WHAT THE TASK REQUIRES » A faithful copy of the listing below is required.
:: GIVEN DATA ::
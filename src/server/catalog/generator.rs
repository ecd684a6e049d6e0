//! random mock catalog synthesis

use rand::seq::SliceRandom;
use rand::Rng;
use crate::server::catalog::seed::SeedRestaurant;
use crate::server::model::menu_item::{Category, MenuItem};
use crate::server::model::restaurant::Restaurant;
use crate::server::model::Cents;

/// lower and upper (exclusive) bound of items per restaurant
const MENU_SIZE_RANGE: (usize, usize) = (80, 100);
const FILLER_BASE_PRICE: Cents = 899;
/// filler prices spread up to this many cents above the base
const FILLER_PRICE_SPREAD: f64 = 1500.0;

pub(crate) fn restaurant(seed: &SeedRestaurant) -> Restaurant {
    let to_strings = |s: &[&str]| -> Vec<String> { s.iter().map(|s| s.to_string()).collect() };
    Restaurant {
        id: seed.id.to_string(),
        name: seed.name.to_string(),
        image: seed.image.to_string(),
        cuisine: to_strings(seed.cuisine),
        rating: seed.rating,
        review_count: seed.review_count,
        delivery_time: seed.delivery_time.to_string(),
        delivery_fee: seed.delivery_fee,
        min_order: seed.min_order,
        location: seed.location.to_string(),
        is_open: seed.is_open,
        badges: to_strings(seed.badges),
        description: seed.description.to_string(),
        address: seed.address.to_string(),
        phone: seed.phone.to_string(),
    }
}

/// Build a menu: the hand written dishes first, then numbered house
/// specials until the menu reaches a random size.
pub(crate) fn menu<R: Rng>(seed: &SeedRestaurant, rng: &mut R) -> Vec<MenuItem> {
    let target = rng.gen_range(MENU_SIZE_RANGE.0..MENU_SIZE_RANGE.1);
    let mut items = Vec::with_capacity(target);

    for (idx, dish) in seed.dishes.iter().enumerate() {
        items.push(MenuItem {
            id: format!("{}-{}", seed.id, idx + 1),
            name: dish.name.to_string(),
            description: dish.description.to_string(),
            price: dish.price,
            image: image_for(dish.category, dish.name, seed.id).to_string(),
            category: dish.category,
            is_veg: dish.is_veg,
            is_spicy: rng.gen::<f64>() > 0.7,
            rating: rating(rng),
            badges: if rng.gen::<f64>() > 0.6 {
                vec!["Popular".to_string()]
            } else {
                vec![]
            },
            restaurant_id: seed.id.to_string(),
        });
    }

    for n in (seed.dishes.len() + 1)..=target {
        let category = *Category::ALL
            .choose(rng)
            .unwrap_or(&Category::Mains);
        let price = FILLER_BASE_PRICE + (rng.gen::<f64>() * FILLER_PRICE_SPREAD).round() as Cents;
        let badges = if rng.gen::<f64>() > 0.7 {
            ["Chef's Special", "New"]
                .into_iter()
                .filter(|_| rng.gen::<f64>() > 0.5)
                .map(str::to_string)
                .collect()
        } else {
            vec![]
        };
        items.push(MenuItem {
            id: format!("{}-{}", seed.id, n),
            name: format!("{} Special {}", seed.name, n),
            description: format!(
                "Delicious {category} item made with premium ingredients and our special recipe."
            ),
            price,
            image: category_image(category, seed.id).to_string(),
            category,
            is_veg: rng.gen::<f64>() > 0.6,
            is_spicy: rng.gen::<f64>() > 0.7,
            rating: rating(rng),
            badges,
            restaurant_id: seed.id.to_string(),
        });
    }
    items
}

/// 3.5 to 5.0, one decimal
fn rating<R: Rng>(rng: &mut R) -> f32 {
    let raw = 3.5 + rng.gen::<f32>() * 1.5;
    ((raw * 10.0).round() / 10.0).min(5.0)
}

/// Pick a picture by keywords in the dish name, falling back to the category.
pub(crate) fn image_for(category: Category, name: &str, restaurant_id: &str) -> &'static str {
    let name = name.to_lowercase();
    let any = |words: &[&str]| words.iter().any(|w| name.contains(w));

    if any(&["pizza"]) {
        "assets/pizza.jpg"
    } else if any(&["burger"]) {
        "assets/burger.jpg"
    } else if any(&["salad"]) {
        "assets/salad.jpg"
    } else if any(&["curry", "chicken", "biryani", "dal"]) {
        "assets/curry.jpg"
    } else if any(&["sushi", "sashimi", "roll", "tempura"]) {
        "assets/sushi.jpg"
    } else if any(&["taco", "burrito", "quesadilla", "nachos"]) {
        "assets/tacos.jpg"
    } else if any(&["pasta", "carbonara", "spaghetti"]) {
        "assets/pasta.jpg"
    } else {
        category_image(category, restaurant_id)
    }
}

fn category_image(category: Category, restaurant_id: &str) -> &'static str {
    match category {
        Category::Pizzas => "assets/pizza.jpg",
        Category::Salads => "assets/salad.jpg",
        Category::Appetizers => "assets/appetizers.jpg",
        Category::Desserts => "assets/desserts.jpg",
        Category::Beverages => "assets/beverages.jpg",
        Category::Mains => match restaurant_id {
            "1" => "assets/curry.jpg",
            "2" => "assets/pasta.jpg",
            "5" => "assets/sushi.jpg",
            "6" => "assets/tacos.jpg",
            _ => "assets/burger.jpg",
        },
    }
}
:::
WRITTEN ANSWER »
filename src/server/catalog/generator.rs
repository ecd684a6e049d6e0
//! random mock catalog synthesis

use rand::seq::SliceRandom;
use rand::Rng;
use crate::server::catalog::seed::SeedRestaurant;
use crate::server::model::menu_item::{Category, MenuItem};
use crate::server::model::restaurant::Restaurant;
use crate::server::model::Cents;

/// lower and upper (exclusive) bound of items per restaurant
const MENU_SIZE_RANGE: (usize, usize) = (80, 100);
const FILLER_BASE_PRICE: Cents = 899;
/// filler prices spread up to this many cents above the base
const FILLER_PRICE_SPREAD: f64 = 1500.0;

pub(crate) fn restaurant(seed: &SeedRestaurant) -> Restaurant {
    let to_strings = |s: &[&str]| -> Vec<String> { s.iter().map(|s| s.to_string()).collect() };
    Restaurant {
        id: seed.id.to_string(),
        name: seed.name.to_string(),
        image: seed.image.to_string(),
        cuisine: to_strings(seed.cuisine),
        rating: seed.rating,
        review_count: seed.review_count,
        delivery_time: seed.delivery_time.to_string(),
        delivery_fee: seed.delivery_fee,
        min_order: seed.min_order,
        location: seed.location.to_string(),
        is_open: seed.is_open,
        badges: to_strings(seed.badges),
        description: seed.description.to_string(),
        address: seed.address.to_string(),
        phone: seed.phone.to_string(),
    }
}

/// Build a menu: the hand written dishes first, then numbered house
/// specials until the menu reaches a random size.
pub(crate) fn menu<R: Rng>(seed: &SeedRestaurant, rng: &mut R) -> Vec<MenuItem> {
    let target = rng.gen_range(MENU_SIZE_RANGE.0..MENU_SIZE_RANGE.1);
    let mut items = Vec::with_capacity(target);

    for (idx, dish) in seed.dishes.iter().enumerate() {
        items.push(MenuItem {
            id: format!("{}-{}", seed.id, idx + 1),
            name: dish.name.to_string(),
            description: dish.description.to_string(),
            price: dish.price,
            image: image_for(dish.category, dish.name, seed.id).to_string(),
            category: dish.category,
            is_veg: dish.is_veg,
            is_spicy: rng.gen::<f64>() > 0.7,
            rating: rating(rng),
            badges: if rng.gen::<f64>() > 0.6 {
                vec!["Popular".to_string()]
            } else {
                vec![]
            },
            restaurant_id: seed.id.to_string(),
        });
    }

    for n in (seed.dishes.len() + 1)..=target {
        let category = *Category::ALL
            .choose(rng)
            .unwrap_or(&Category::Mains);
        let price = FILLER_BASE_PRICE + (rng.gen::<f64>() * FILLER_PRICE_SPREAD).round() as Cents;
        let badges = if rng.gen::<f64>() > 0.7 {
            ["Chef's Special", "New"]
                .into_iter()
                .filter(|_| rng.gen::<f64>() > 0.5)
                .map(str::to_string)
                .collect()
        } else {
            vec![]
        };
        items.push(MenuItem {
            id: format!("{}-{}", seed.id, n),
            name: format!("{} Special {}", seed.name, n),
            description: format!(
                "Delicious {category} item made with premium ingredients and our special recipe."
            ),
            price,
            image: category_image(category, seed.id).to_string(),
            category,
            is_veg: rng.gen::<f64>() > 0.6,
            is_spicy: rng.gen::<f64>() > 0.7,
            rating: rating(rng),
            badges,
            restaurant_id: seed.id.to_string(),
        });
    }
    items
}

/// 3.5 to 5.0, one decimal
fn rating<R: Rng>(rng: &mut R) -> f32 {
    let raw = 3.5 + rng.gen::<f32>() * 1.5;
    ((raw * 10.0).round() / 10.0).min(5.0)
}

/// Pick a picture by keywords in the dish name, falling back to the category.
pub(crate) fn image_for(category: Category, name: &str, restaurant_id: &str) -> &'static str {
    let name = name.to_lowercase();
    let any = |words: &[&str]| words.iter().any(|w| name.contains(w));

    if any(&["pizza"]) {
        "assets/pizza.jpg"
    } else if any(&["burger"]) {
        "assets/burger.jpg"
    } else if any(&["salad"]) {
        "assets/salad.jpg"
    } else if any(&["curry", "chicken", "biryani", "dal"]) {
        "assets/curry.jpg"
    } else if any(&["sushi", "sashimi", "roll", "tempura"]) {
        "assets/sushi.jpg"
    } else if any(&["taco", "burrito", "quesadilla", "nachos"]) {
        "assets/tacos.jpg"
    } else if any(&["pasta", "carbonara", "spaghetti"]) {
        "assets/pasta.jpg"
    } else {
        category_image(category, restaurant_id)
    }
}

fn category_image(category: Category, restaurant_id: &str) -> &'static str {
    match category {
        Category::Pizzas => "assets/pizza.jpg",
        Category::Salads => "assets/salad.jpg",
        Category::Appetizers => "assets/appetizers.jpg",
        Category::Desserts => "assets/desserts.jpg",
        Category::Beverages => "assets/beverages.jpg",
        Category::Mains => match restaurant_id {
            "1" => "assets/curry.jpg",
            "2" => "assets/pasta.jpg",
            "5" => "assets/sushi.jpg",
            "6" => "assets/tacos.jpg",
            _ => "assets/burger.jpg",
        },
    }
}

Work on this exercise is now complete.